Collected data entries
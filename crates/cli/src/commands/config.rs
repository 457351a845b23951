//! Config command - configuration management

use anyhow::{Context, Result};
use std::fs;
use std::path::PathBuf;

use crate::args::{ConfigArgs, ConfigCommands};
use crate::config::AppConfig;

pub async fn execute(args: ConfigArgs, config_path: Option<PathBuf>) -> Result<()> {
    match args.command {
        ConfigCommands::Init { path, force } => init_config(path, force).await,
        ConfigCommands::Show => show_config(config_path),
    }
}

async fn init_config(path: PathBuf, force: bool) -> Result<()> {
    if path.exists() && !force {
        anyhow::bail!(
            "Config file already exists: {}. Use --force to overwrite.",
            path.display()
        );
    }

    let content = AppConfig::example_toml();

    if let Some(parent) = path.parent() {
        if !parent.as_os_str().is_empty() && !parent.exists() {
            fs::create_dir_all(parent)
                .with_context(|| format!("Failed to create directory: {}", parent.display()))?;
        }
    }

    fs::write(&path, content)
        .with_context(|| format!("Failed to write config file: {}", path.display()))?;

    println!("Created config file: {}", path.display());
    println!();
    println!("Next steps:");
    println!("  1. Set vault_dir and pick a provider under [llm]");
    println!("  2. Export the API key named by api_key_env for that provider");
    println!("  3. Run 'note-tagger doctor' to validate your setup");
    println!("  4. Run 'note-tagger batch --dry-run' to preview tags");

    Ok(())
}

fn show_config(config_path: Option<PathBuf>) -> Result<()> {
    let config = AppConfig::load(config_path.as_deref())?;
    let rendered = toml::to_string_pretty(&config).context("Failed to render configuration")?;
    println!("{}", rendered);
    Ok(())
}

## TASK DESCRIPTION
The reply should be a precise retyping of all the data.

## ANSWER FOR THE TASK
filename crates/cli/src/commands/config.rs
repository 457351a845b23951
//! Config command - configuration management

use anyhow::{Context, Result};
use std::fs;
use std::path::PathBuf;

use crate::args::{ConfigArgs, ConfigCommands};
use crate::config::AppConfig;

pub async fn execute(args: ConfigArgs, config_path: Option<PathBuf>) -> Result<()> {
    match args.command {
        ConfigCommands::Init { path, force } => init_config(path, force).await,
        ConfigCommands::Show => show_config(config_path),
    }
}

async fn init_config(path: PathBuf, force: bool) -> Result<()> {
    if path.exists() && !force {
        anyhow::bail!(
            "Config file already exists: {}. Use --force to overwrite.",
            path.display()
        );
    }

    let content = AppConfig::example_toml();

    if let Some(parent) = path.parent() {
        if !parent.as_os_str().is_empty() && !parent.exists() {
            fs::create_dir_all(parent)
                .with_context(|| format!("Failed to create directory: {}", parent.display()))?;
        }
    }

    fs::write(&path, content)
        .with_context(|| format!("Failed to write config file: {}", path.display()))?;

    println!("Created config file: {}", path.display());
    println!();
    println!("Next steps:");
    println!("  1. Set vault_dir and pick a provider under [llm]");
    println!("  2. Export the API key named by api_key_env for that provider");
    println!("  3. Run 'note-tagger doctor' to validate your setup");
    println!("  4. Run 'note-tagger batch --dry-run' to preview tags");

    Ok(())
}

fn show_config(config_path: Option<PathBuf>) -> Result<()> {
    let config = AppConfig::load(config_path.as_deref())?;
    let rendered = toml::to_string_pretty(&config).context("Failed to render configuration")?;
    println!("{}", rendered);
    Ok(())
}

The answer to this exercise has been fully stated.